Rénale : Les patients atteints de maladie cardiovasculaire ont fréquemment une insuffisance rénale sous-jacente. Celle-ci peut se décompenser après l’opération, là aussi pour de multiples raisons, qu’elles soient dues à une mal perfusion pendant l’opération, des médicaments néphrotoxiques, une déshydratation…. Un traitement diurétique peut être prescrit mais dans les cas les plus graves Il sera nécessaire de mettre en place des séances de dialyse. Si l’insuffisance rénale n’existait pas ou était relativement modérée avant l’intervention, il y a de très fortes chances que cette dialyse ne soit que temporaire pour une durée de quelques semaines.
Digestive : Il est fréquent après toute intervention d’avoir un léger retard de reprise de transit, ce qui est sans risque mais source d’inconfort. La complication la plus redoutée, est celle d’un infarctus mésentérique. Il s’agit d’une obstruction des artères à destinée de l’intestin se voyant particulièrement chez les patients ayant de nombreux facteurs de risque d’athérosclérose. Le plus souvent la vascularisation de l’intestin était déjà relativement précaire, et après l’intervention les artères se thrombosent. La vitalité de l’intestin n’étant plus assurée, il faut réaliser une ouverture du ventre (laparotomie), pour aller le plus souvent enlevé un segment d’intestin. Même si elle reste exceptionnelle, il s’agit d’une complication grave.
Les autres complications sont souvent en rapport avec la présence de maladie sous-jacente connues par le patient : décompensation de diabète nécessitant des majorations du traitement antidiabétique et de l’insuline, rétention aiguë d’urine sur une pathologie prostatique déjà connue, poussée d’arthrose et de douleurs souvent aux épaules et dans le dos du fait de l’immobilisation induite par l’opération….

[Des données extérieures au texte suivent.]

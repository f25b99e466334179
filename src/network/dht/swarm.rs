//! libp2p swarm for feed lookups
//!
//! Builds the swarm (TCP/Noise/Yamux, Kademlia, Identify, optional mDNS) and
//! runs it as a single task that owns it. Lookups arrive over a command
//! channel and are answered through oneshot replies once the Kademlia query
//! finishes.

use std::collections::HashMap;
use std::path::Path;
use std::time::Duration;

use anyhow::{Context, Result};
use futures::StreamExt;
use libp2p::swarm::behaviour::toggle::Toggle;
use libp2p::swarm::{NetworkBehaviour, SwarmEvent};
use libp2p::{identify, identity, kad, mdns, noise, tcp, yamux, Multiaddr, PeerId, Swarm, SwarmBuilder};
use tokio::sync::{mpsc, oneshot};
use tracing::{debug, info, warn};

use crate::config::P2PConfig;
use crate::types::{PublicKey, Record};

/// Combined behaviour for the pinning node
#[derive(NetworkBehaviour)]
pub struct PinnerBehaviour {
    pub kademlia: kad::Behaviour<kad::store::MemoryStore>,
    pub identify: identify::Behaviour,
    pub mdns: Toggle<mdns::tokio::Behaviour>,
}

/// Commands sent to the swarm task
#[derive(Debug)]
pub enum DhtCommand {
    /// Look up the newest record stored under a feed key
    GetRecord {
        key: PublicKey,
        reply: oneshot::Sender<Option<Record>>,
    },
}

/// An in-flight GetRecord query
struct PendingLookup {
    key: PublicKey,
    best: Option<Record>,
    reply: oneshot::Sender<Option<Record>>,
}

impl PendingLookup {
    fn offer(&mut self, record: Record) {
        let newer = self
            .best
            .as_ref()
            .map_or(true, |best| record.is_newer_than(best));
        if newer {
            self.best = Some(record);
        }
    }
}

/// Build the swarm from config.
///
/// Loads or creates the node identity under `data_dir`, starts listening on
/// the configured addresses and seeds Kademlia with the bootstrap nodes.
pub fn build_swarm(config: &P2PConfig, data_dir: &Path) -> Result<Swarm<PinnerBehaviour>> {
    let keypair = load_or_generate_keypair(data_dir)?;
    let local_peer_id = PeerId::from(keypair.public());
    info!(%local_peer_id, "Node identity");

    let query_timeout = config.query_timeout();
    let mdns = if config.mdns_enabled {
        Some(mdns::tokio::Behaviour::new(mdns::Config::default(), local_peer_id).context("mDNS")?)
    } else {
        None
    };

    let mut swarm = SwarmBuilder::with_existing_identity(keypair)
        .with_tokio()
        .with_tcp(
            tcp::Config::default(),
            noise::Config::new,
            yamux::Config::default,
        )
        .context("TCP transport")?
        .with_behaviour(move |key| {
            let peer_id = key.public().to_peer_id();

            let mut kad_config = kad::Config::default();
            kad_config.set_query_timeout(query_timeout);
            let store = kad::store::MemoryStore::new(peer_id);
            let mut kademlia = kad::Behaviour::with_config(peer_id, store, kad_config);
            kademlia.set_mode(Some(kad::Mode::Server));

            let identify = identify::Behaviour::new(
                identify::Config::new("/feed-pinner/id/1.0.0".to_string(), key.public())
                    .with_agent_version(format!("feed-pinner/{}", env!("CARGO_PKG_VERSION"))),
            );

            PinnerBehaviour {
                kademlia,
                identify,
                mdns: Toggle::from(mdns),
            }
        })
        .context("swarm behaviour")?
        .with_swarm_config(|c| c.with_idle_connection_timeout(Duration::from_secs(60)))
        .build();

    for addr_str in &config.listen_addrs {
        let addr: Multiaddr = addr_str
            .parse()
            .with_context(|| format!("invalid listen address: {}", addr_str))?;
        swarm
            .listen_on(addr)
            .with_context(|| format!("failed to listen on {}", addr_str))?;
    }

    let mut bootstrapped = 0usize;
    for node_str in &config.bootstrap_nodes {
        if let Some((peer_id, addr)) = parse_peer_addr(node_str) {
            swarm.behaviour_mut().kademlia.add_address(&peer_id, addr);
            bootstrapped += 1;
            info!(%peer_id, "Added bootstrap node");
        } else {
            warn!(addr = %node_str, "Invalid bootstrap node address, skipping");
        }
    }
    if bootstrapped > 0 {
        if let Err(e) = swarm.behaviour_mut().kademlia.bootstrap() {
            warn!(error = ?e, "Kademlia bootstrap failed");
        }
    }

    Ok(swarm)
}

/// Run the swarm until the command channel closes.
pub async fn run(mut swarm: Swarm<PinnerBehaviour>, mut commands: mpsc::Receiver<DhtCommand>) {
    let mut pending: HashMap<kad::QueryId, PendingLookup> = HashMap::new();

    loop {
        tokio::select! {
            command = commands.recv() => match command {
                Some(DhtCommand::GetRecord { key, reply }) => {
                    let id = swarm
                        .behaviour_mut()
                        .kademlia
                        .get_record(kad::RecordKey::new(key.as_bytes()));
                    debug!(key = %key, ?id, "Started record lookup");
                    pending.insert(id, PendingLookup { key, best: None, reply });
                }
                None => {
                    info!("DHT command channel closed, stopping swarm");
                    break;
                }
            },
            event = swarm.select_next_some() => {
                handle_event(&mut swarm, &mut pending, event);
            }
        }
    }
}

fn handle_event(
    swarm: &mut Swarm<PinnerBehaviour>,
    pending: &mut HashMap<kad::QueryId, PendingLookup>,
    event: SwarmEvent<PinnerBehaviourEvent>,
) {
    match event {
        SwarmEvent::Behaviour(PinnerBehaviourEvent::Kademlia(
            kad::Event::OutboundQueryProgressed {
                id,
                result: kad::QueryResult::GetRecord(result),
                step,
                ..
            },
        )) => {
            let finished = step.last || result.is_err();

            if let Some(lookup) = pending.get_mut(&id) {
                match result {
                    Ok(kad::GetRecordOk::FoundRecord(peer_record)) => {
                        match serde_json::from_slice::<Record>(&peer_record.record.value) {
                            Ok(record) => lookup.offer(record),
                            Err(e) => {
                                warn!(key = %lookup.key, peer = ?peer_record.peer, error = %e, "Undecodable feed record")
                            }
                        }
                    }
                    Ok(kad::GetRecordOk::FinishedWithNoAdditionalRecord { .. }) => {}
                    Err(e) => {
                        debug!(key = %lookup.key, error = ?e, "Lookup ended without a record");
                    }
                }
            }

            if finished {
                if let Some(lookup) = pending.remove(&id) {
                    let _ = lookup.reply.send(lookup.best);
                }
            }
        }

        SwarmEvent::Behaviour(PinnerBehaviourEvent::Mdns(mdns::Event::Discovered(peers))) => {
            for (peer_id, addr) in peers {
                debug!(%peer_id, %addr, "mDNS: peer discovered");
                swarm.behaviour_mut().kademlia.add_address(&peer_id, addr);
            }
        }

        SwarmEvent::Behaviour(PinnerBehaviourEvent::Identify(identify::Event::Received {
            peer_id,
            info,
            ..
        })) => {
            debug!(%peer_id, agent = %info.agent_version, "Identified peer");
            for addr in info.listen_addrs {
                swarm.behaviour_mut().kademlia.add_address(&peer_id, addr);
            }
        }

        SwarmEvent::NewListenAddr { address, .. } => {
            info!(%address, "Listening on");
        }
        SwarmEvent::ConnectionEstablished { peer_id, .. } => {
            debug!(%peer_id, "Connection established");
        }
        SwarmEvent::ConnectionClosed { peer_id, .. } => {
            debug!(%peer_id, "Connection closed");
        }

        _ => {}
    }
}

/// Load an Ed25519 keypair from disk, or generate and persist a new one.
///
/// Stored as protobuf-encoded bytes at `{data_dir}/node_key`.
fn load_or_generate_keypair(data_dir: &Path) -> Result<identity::Keypair> {
    let key_path = data_dir.join("node_key");

    if key_path.exists() {
        let bytes = std::fs::read(&key_path).context("reading node key")?;
        let keypair =
            identity::Keypair::from_protobuf_encoding(&bytes).context("decoding node key")?;
        info!("Loaded existing node identity");
        Ok(keypair)
    } else {
        let keypair = identity::Keypair::generate_ed25519();
        std::fs::create_dir_all(data_dir).context("creating data directory")?;
        let bytes = keypair.to_protobuf_encoding().context("encoding node key")?;
        std::fs::write(&key_path, &bytes).context("writing node key")?;
        info!("Generated new node identity");
        Ok(keypair)
    }
}

/// Split `/ip4/1.2.3.4/tcp/4001/p2p/12D3Koo...` into the peer id and the
/// dialable address without the `/p2p/` suffix.
fn parse_peer_addr(addr_str: &str) -> Option<(PeerId, Multiaddr)> {
    let addr: Multiaddr = addr_str.parse().ok()?;
    let peer_id = addr.iter().find_map(|p| match p {
        libp2p::multiaddr::Protocol::P2p(peer_id) => Some(peer_id),
        _ => None,
    })?;
    let dialable: Multiaddr = addr
        .iter()
        .filter(|p| !matches!(p, libp2p::multiaddr::Protocol::P2p(_)))
        .collect();
    Some((peer_id, dialable))
}

#[cfg(test)]
mod tests {
    use super::*;
    use chrono::{TimeZone, Utc};

    #[test]
    fn test_parse_peer_addr() {
        let peer_id = PeerId::from(identity::Keypair::generate_ed25519().public());
        let addr = format!("/ip4/10.0.0.5/tcp/4001/p2p/{}", peer_id);

        let (parsed_peer, dialable) = parse_peer_addr(&addr).unwrap();
        assert_eq!(parsed_peer, peer_id);
        assert_eq!(dialable.to_string(), "/ip4/10.0.0.5/tcp/4001");
    }

    #[test]
    fn test_parse_peer_addr_requires_peer_id() {
        assert!(parse_peer_addr("/ip4/10.0.0.5/tcp/4001").is_none());
        assert!(parse_peer_addr("not an address").is_none());
    }

    #[test]
    fn test_keypair_is_persisted() {
        let dir = tempfile::TempDir::new().unwrap();

        let first = load_or_generate_keypair(dir.path()).unwrap();
        let second = load_or_generate_keypair(dir.path()).unwrap();

        assert_eq!(PeerId::from(first.public()), PeerId::from(second.public()));
        assert!(dir.path().join("node_key").exists());
    }

    #[test]
    fn test_pending_lookup_keeps_newest() {
        let (reply, _rx) = oneshot::channel();
        let mut lookup = PendingLookup {
            key: PublicKey::from_bytes([1u8; 32]),
            best: None,
            reply,
        };

        let t = |s| Utc.with_ymd_and_hms(2021, 3, 1, 12, 0, s).unwrap();
        lookup.offer(Record::new(t(5), "b"));
        lookup.offer(Record::new(t(1), "a"));
        assert_eq!(lookup.best.as_ref().unwrap().text, "b");

        lookup.offer(Record::new(t(9), "c"));
        assert_eq!(lookup.best.as_ref().unwrap().text, "c");
    }
}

Les complications après chirurgie cardiaque sont peu fréquentes, mais elles peuvent dans certains cas être potentiellement graves. Il existe de très nombreux scores permettant de prédire le risque de mortalité et de complication après chirurgie cardiaque. Ces scores (Euroscore par exemple), sont toujours utilisés par les équipes qui ont à vous prendre en charge. Il y a toujours une discussion concertée entre chirurgiens, anesthésistes, cardiologues (réunion de concertation multidisciplinaire) pour évaluer la balance bénéfice/risque de telle ou telle intervention pour le patient. Cela signifie que l’on essaie toujours de trouver la solution la plus adaptée amenant le meilleur résultat en fonction de l’état préopératoire du patient.